Yeah, kinda horrifying that people honestly believe that, huh? I call it a “slippery slope” but it’s a slope greased in bullshit and leads straight into the spike pit of “you’re a fucking racist and can’t even admit it.”
I like the analogy of “it’s a coping method” being the equivalent of “it’s just a joke” because yeah, that’s exactly how it gets used. It’s a way of deflecting responsibility and critical thought and it speaks of rank amounts of privilege. Not everyone who claims to have a coping method is misusing the term, but when it comes to making excuses for racism? Yeah, that doesn’t cut it.
Exactly! And like I was mumbling in the tags, I don’t think it’s a coincidence that the “coping” line smacks so much of the way white female fragility is weaponized elsewhere. Mental health gets brought up all the time as a derailment and deflection to fandom racism discussions, from anxiety to coping to even suicidal ideation. (Yup, in case you haven’t seen it, white fans and writers have said that accusations of racism make them suicidal.)

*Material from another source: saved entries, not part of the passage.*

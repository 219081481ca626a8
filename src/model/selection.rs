//! 选购数量存储：独立于目录层级的简单键值持久化
//!
//! 数量属于低价值高频写入的数据，使用应用数据目录下的独立 JSON 文件，
//! 不走文件权限提示；没有数据目录时退化为纯内存

use std::collections::HashMap;
use std::path::PathBuf;

use serde_json::Value;

/// 商品 id 到非负数量的映射存储；键缺失即数量为 0
#[derive(Debug)]
pub struct SelectionStore {
    path: Option<PathBuf>,
    cache: HashMap<String, u32>,
}

impl SelectionStore {
    /// 打开选购数量存储；`path` 为 None 时只在内存中生效
    pub fn open(path: Option<PathBuf>) -> Self {
        let cache = path.as_deref().map(load_lenient).unwrap_or_default();
        SelectionStore { path, cache }
    }

    /// 当前全部数量的快照
    pub fn quantities(&self) -> HashMap<String, u32> {
        self.cache.clone()
    }

    /// 整体替换并持久化
    pub fn save(&mut self, quantities: HashMap<String, u32>) {
        self.cache = quantities;
        self.persist();
    }

    /// 清空全部数量
    pub fn clear(&mut self) {
        self.cache.clear();
        self.persist();
    }

    /// 移除单个商品的数量；键不存在时为无操作
    pub fn remove(&mut self, id: &str) {
        if self.cache.remove(id).is_some() {
            self.persist();
        }
    }

    fn persist(&self) {
        let Some(path) = &self.path else { return };
        if let Some(parent) = path.parent() {
            let _ = std::fs::create_dir_all(parent);
        }
        match serde_json::to_string_pretty(&self.cache) {
            Ok(text) => {
                if let Err(e) = std::fs::write(path, text) {
                    tracing::warn!("选购数量写入失败: {}", e);
                }
            }
            Err(e) => tracing::warn!("选购数量序列化失败: {}", e),
        }
    }
}

/// 宽容加载：文件缺失、JSON 损坏、非对象内容一律视为空映射，
/// 非数字或负数条目被丢弃
fn load_lenient(path: &std::path::Path) -> HashMap<String, u32> {
    let Ok(text) = std::fs::read_to_string(path) else {
        return HashMap::new();
    };
    let Ok(Value::Object(map)) = serde_json::from_str::<Value>(&text) else {
        return HashMap::new();
    };
    map.into_iter()
        .filter_map(|(k, v)| {
            let n = v.as_u64()?;
            Some((k, u32::try_from(n).ok()?))
        })
        .collect()
}

#[cfg(test)]
mod tests {
    use super::*;

    #[test]
    fn test_save_and_reload() {
        let dir = tempfile::tempdir().expect("创建临时目录失败");
        let path = dir.path().join("quantities.json");

        let mut store = SelectionStore::open(Some(path.clone()));
        let mut q = HashMap::new();
        q.insert("ic-vanilla".to_string(), 3u32);
        q.insert("ic-choco".to_string(), 1u32);
        store.save(q.clone());

        let reopened = SelectionStore::open(Some(path));
        assert_eq!(reopened.quantities(), q, "重新打开后应该读回相同数量");
    }

    #[test]
    fn test_remove_existing_and_absent_key() {
        let dir = tempfile::tempdir().expect("创建临时目录失败");
        let mut store = SelectionStore::open(Some(dir.path().join("q.json")));

        let mut q = HashMap::new();
        q.insert("ic-a".to_string(), 2u32);
        store.save(q);

        store.remove("ic-a");
        assert!(!store.quantities().contains_key("ic-a"), "已删除的键不应该存在");

        // 不存在的键：无操作，不panic
        store.remove("ic-missing");
        assert!(store.quantities().is_empty());
    }

    #[test]
    fn test_clear() {
        let dir = tempfile::tempdir().expect("创建临时目录失败");
        let path = dir.path().join("q.json");
        let mut store = SelectionStore::open(Some(path.clone()));

        let mut q = HashMap::new();
        q.insert("ic-a".to_string(), 5u32);
        store.save(q);
        store.clear();

        assert!(store.quantities().is_empty(), "清空后应该没有数量");
        let reopened = SelectionStore::open(Some(path));
        assert!(reopened.quantities().is_empty(), "清空应该已持久化");
    }

    #[test]
    fn test_lenient_load_drops_garbage() {
        let dir = tempfile::tempdir().expect("创建临时目录失败");
        let path = dir.path().join("q.json");
        std::fs::write(&path, r#"{"ok": 2, "negative": -3, "text": "x"}"#).unwrap();

        let store = SelectionStore::open(Some(path));
        let q = store.quantities();
        assert_eq!(q.get("ok"), Some(&2u32), "合法条目应该保留");
        assert!(!q.contains_key("negative"), "负数条目应该被丢弃");
        assert!(!q.contains_key("text"), "非数字条目应该被丢弃");
    }

    #[test]
    fn test_corrupt_file_falls_back_to_empty() {
        let dir = tempfile::tempdir().expect("创建临时目录失败");
        let path = dir.path().join("q.json");
        std::fs::write(&path, "不是JSON").unwrap();

        let store = SelectionStore::open(Some(path));
        assert!(store.quantities().is_empty(), "损坏的文件应该按空映射处理");
    }

    #[test]
    fn test_memory_only_mode() {
        let mut store = SelectionStore::open(None);
        let mut q = HashMap::new();
        q.insert("ic-a".to_string(), 1u32);
        store.save(q);
        assert_eq!(store.quantities().len(), 1, "无路径时内存中仍应可用");
    }
}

Because evidently, mental health is the sole preserve of white fans and fans that agree with them. Because evidently, racism can’t cause or worsen mental illness, or make people suicidal. Hey, it’s not like being exposed to racism has been associated with cardiovascular conditions, which may be one reason for lifespan disparities between racial groups! It’s funny how health is such a one-way street in these discussions and some people’s health seems to matter more than others’.